Abstract
A 65-year-old right-handed female is reported. She showed pure word deafness and auditory sound agnosia due to bilateral temporal lesions of the cerebrovascular accident. Brain CT-scan revealed a low-density area in the left temporal lobe and a high-density area extending the right temporal lobe.
Neuropsychological and audiological examination demonstrated no aphasic symptoms such as paraphasia, naming disturbance, or reading. Her auditory comprehension was severely involved, and she could neither repeat words nor write from dictation. She could not recognize familiar meaningful non-verbal sounds.
Pure tone audiometry was performed on her admission, but she could not answer constantly, although she seemed to be able to hear.
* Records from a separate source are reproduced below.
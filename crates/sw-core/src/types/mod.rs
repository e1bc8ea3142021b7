pub mod enums;
pub mod ids;
pub mod infra;
pub mod io;
pub mod message;
pub mod project;
pub mod review;

pub use enums::{DatabaseProvider, DatabaseState, IssueCategory, IssueSeverity, MessageRole, ReviewStatus};
pub use ids::{MessageId, ProjectId, ReviewId};
pub use infra::{DatabaseConfig, InfraStatus, ProjectDatabaseStatus, RuntimeStatus};
pub use io::{CreateMessageInput, CreateProjectInput, CreateReviewInput, ToolActivity};
pub use message::Message;
pub use project::Project;
pub use review::{Review, ReviewIssue, ReviewResult};
use std::net::TcpListener;
use std::process::Output;
use sw_core::error::InfraError;
use sw_core::types::RuntimeStatus;
use tokio::process::Command;

#[derive(Debug, Clone, Copy, PartialEq, Eq)]
pub enum ContainerState {
    Running,
    Exited,
    Paused,
    Created,
    Unknown,
}

impl ContainerState {
    fn parse(value: &str) -> Self {
        match value.to_lowercase().as_str() {
            "running" => Self::Running,
            "exited" => Self::Exited,
            "paused" => Self::Paused,
            "created" => Self::Created,
            _ => Self::Unknown,
        }
    }

    /// `docker ps` reports human-readable status lines ("Up 3 minutes",
    /// "Exited (0) 2 hours ago") rather than raw state names.
    fn parse_ps(value: &str) -> Self {
        let lower = value.to_lowercase();
        if lower.contains("up") {
            Self::Running
        } else if lower.contains("exited") {
            Self::Exited
        } else if lower.contains("paused") {
            Self::Paused
        } else if lower.contains("created") {
            Self::Created
        } else {
            Self::Unknown
        }
    }
}

#[derive(Debug, Clone)]
pub struct ContainerInfo {
    pub id: String,
    pub name: String,
    pub state: ContainerState,
    pub ports: Vec<String>,
}

#[derive(Debug, Clone)]
pub struct ContainerConfig {
    pub name: String,
    pub image: String,
    pub port: u16,
    pub container_port: u16,
    pub env: Vec<(String, String)>,
    pub volume_name: Option<String>,
}

/// Container operations the infra layer needs. Implemented by the docker CLI
/// in production and by an in-memory fake in tests.
pub trait ContainerRuntime: Send + Sync {
    fn check_available(&self) -> impl Future<Output = RuntimeStatus> + Send;
    fn run_container(
        &self,
        config: &ContainerConfig,
    ) -> impl Future<Output = Result<String, InfraError>> + Send;
    fn container_status(
        &self,
        name_or_id: &str,
    ) -> impl Future<Output = Option<ContainerInfo>> + Send;
    fn start_container(
        &self,
        name_or_id: &str,
    ) -> impl Future<Output = Result<(), InfraError>> + Send;
    fn stop_container(
        &self,
        name_or_id: &str,
    ) -> impl Future<Output = Result<(), InfraError>> + Send;
    fn remove_container(
        &self,
        name_or_id: &str,
        force: bool,
    ) -> impl Future<Output = Result<(), InfraError>> + Send;
    fn remove_volume(&self, name: &str) -> impl Future<Output = Result<(), InfraError>> + Send;
    fn exec(
        &self,
        name_or_id: &str,
        command: &[&str],
    ) -> impl Future<Output = Result<String, InfraError>> + Send;
    fn list_containers(
        &self,
        name_filter: &str,
    ) -> impl Future<Output = Vec<ContainerInfo>> + Send;
}

/// Finds a free host port by attempting to bind it.
pub fn find_available_port(start: u16, end: u16) -> Result<u16, InfraError> {
    for port in start..=end {
        if TcpListener::bind(("127.0.0.1", port)).is_ok() {
            return Ok(port);
        }
    }
    Err(InfraError::NoAvailablePort { start, end })
}

/// Shells out to the `docker` CLI; every operation is a subprocess.
#[derive(Debug, Clone, Default)]
pub struct DockerCli;

impl DockerCli {
    pub fn new() -> Self {
        Self
    }

    async fn docker(&self, args: &[&str]) -> Result<Output, InfraError> {
        Command::new("docker")
            .args(args)
            .output()
            .await
            .map_err(|err| InfraError::Io {
                message: err.to_string(),
            })
    }

    async fn docker_checked(&self, args: &[&str]) -> Result<String, InfraError> {
        let output = self.docker(args).await?;
        if !output.status.success() {
            return Err(InfraError::ContainerFailed {
                message: String::from_utf8_lossy(&output.stderr).trim().to_string(),
            });
        }
        Ok(String::from_utf8_lossy(&output.stdout).trim().to_string())
    }
}

impl ContainerRuntime for DockerCli {
    async fn check_available(&self) -> RuntimeStatus {
        match self
            .docker_checked(&["version", "--format", "{{.Server.Version}}"])
            .await
        {
            Ok(version) => {
                tracing::info!(%version, "docker available");
                RuntimeStatus {
                    available: true,
                    version: Some(version),
                    error: None,
                }
            }
            Err(err) => {
                tracing::warn!(%err, "docker not available");
                RuntimeStatus {
                    available: false,
                    version: None,
                    error: Some(err.to_string()),
                }
            }
        }
    }

    async fn run_container(&self, config: &ContainerConfig) -> Result<String, InfraError> {
        let publish = format!("{}:{}", config.port, config.container_port);
        let mut args: Vec<String> = vec![
            "run".to_string(),
            "-d".to_string(),
            "--name".to_string(),
            config.name.clone(),
            "-p".to_string(),
            publish,
        ];
        for (key, value) in &config.env {
            args.push("-e".to_string());
            args.push(format!("{key}={value}"));
        }
        if let Some(volume) = &config.volume_name {
            args.push("-v".to_string());
            args.push(format!("{volume}:/var/lib/postgresql/data"));
        }
        args.push(config.image.clone());

        tracing::info!(name = %config.name, image = %config.image, "running container");
        let arg_refs: Vec<&str> = args.iter().map(String::as_str).collect();
        let container_id = self.docker_checked(&arg_refs).await?;
        tracing::info!(id = %&container_id[..container_id.len().min(12)], "container started");
        Ok(container_id)
    }

    async fn container_status(&self, name_or_id: &str) -> Option<ContainerInfo> {
        let stdout = self
            .docker_checked(&[
                "inspect",
                "--format",
                "{{.Id}},{{.Name}},{{.State.Status}}",
                name_or_id,
            ])
            .await
            .ok()?;

        let mut parts = stdout.splitn(3, ',');
        let id = parts.next()?.to_string();
        let name = parts.next()?.trim_start_matches('/').to_string();
        let state = ContainerState::parse(parts.next()?);
        Some(ContainerInfo {
            id,
            name,
            state,
            ports: Vec::new(),
        })
    }

    async fn start_container(&self, name_or_id: &str) -> Result<(), InfraError> {
        tracing::info!(container = %name_or_id, "starting container");
        self.docker_checked(&["start", name_or_id]).await?;
        Ok(())
    }

    async fn stop_container(&self, name_or_id: &str) -> Result<(), InfraError> {
        tracing::info!(container = %name_or_id, "stopping container");
        self.docker_checked(&["stop", name_or_id]).await?;
        Ok(())
    }

    async fn remove_container(&self, name_or_id: &str, force: bool) -> Result<(), InfraError> {
        tracing::info!(container = %name_or_id, "removing container");
        if force {
            self.docker_checked(&["rm", "-f", name_or_id]).await?;
        } else {
            self.docker_checked(&["rm", name_or_id]).await?;
        }
        Ok(())
    }

    async fn remove_volume(&self, name: &str) -> Result<(), InfraError> {
        self.docker_checked(&["volume", "rm", name]).await?;
        Ok(())
    }

    async fn exec(&self, name_or_id: &str, command: &[&str]) -> Result<String, InfraError> {
        let mut args = vec!["exec", name_or_id];
        args.extend_from_slice(command);
        self.docker_checked(&args).await
    }

    async fn list_containers(&self, name_filter: &str) -> Vec<ContainerInfo> {
        let filter = format!("name={name_filter}");
        let Ok(stdout) = self
            .docker_checked(&[
                "ps",
                "-a",
                "--filter",
                &filter,
                "--format",
                "{{.ID}},{{.Names}},{{.Status}},{{.Ports}}",
            ])
            .await
        else {
            return Vec::new();
        };

        stdout
            .lines()
            .filter(|line| !line.is_empty())
            .filter_map(|line| {
                let mut parts = line.splitn(4, ',');
                let id = parts.next()?.to_string();
                let name = parts.next()?.to_string();
                let state = ContainerState::parse_ps(parts.next()?);
                let ports = parts
                    .next()
                    .map(|raw| {
                        raw.split(',')
                            .map(|p| p.trim().to_string())
                            .filter(|p| !p.is_empty())
                            .collect()
                    })
                    .unwrap_or_default();
                Some(ContainerInfo {
                    id,
                    name,
                    state,
                    ports,
                })
            })
            .collect()
    }
}

#[cfg(test)]
mod tests {
    use super::*;

    #[test]
    fn test_parse_inspect_state() {
        assert_eq!(ContainerState::parse("running"), ContainerState::Running);
        assert_eq!(ContainerState::parse("Exited"), ContainerState::Exited);
        assert_eq!(ContainerState::parse("dead"), ContainerState::Unknown);
    }

    #[test]
    fn test_parse_ps_state() {
        assert_eq!(
            ContainerState::parse_ps("Up 3 minutes"),
            ContainerState::Running
        );
        assert_eq!(
            ContainerState::parse_ps("Exited (0) 2 hours ago"),
            ContainerState::Exited
        );
        assert_eq!(ContainerState::parse_ps("restarting"), ContainerState::Unknown);
    }

    #[test]
    fn test_find_available_port_returns_in_range() {
        let port = find_available_port(50420, 50440).unwrap();
        assert!((50420..=50440).contains(&port));
    }

    #[test]
    fn test_find_available_port_exhausted() {
        // Hold the only candidate port so the probe fails.
        let listener = TcpListener::bind(("127.0.0.1", 0)).unwrap();
        let port = listener.local_addr().unwrap().port();
        let err = find_available_port(port, port).unwrap_err();
        assert!(matches!(err, InfraError::NoAvailablePort { .. }));
    }
}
And one months after the onset, she had a hearing loss of 30 to 50dB for 500 to 2000Hz, two months after the onset, 20 to 40dB hearing loss on both side. Auditory brain stem responses showed normal on the right and a little prolongation of I-V latency interval on the left. Middle latency responses and slow vertex responses were all normal.
Her disability to recognize meaningful sounds improved gradually, however, some degree of disability was still detected even two months after the onset.
We also discussed the auditory processing of verbal and non-verbal inputs, and explained the mechanism of pure word deafness and auditory agnosia of this case.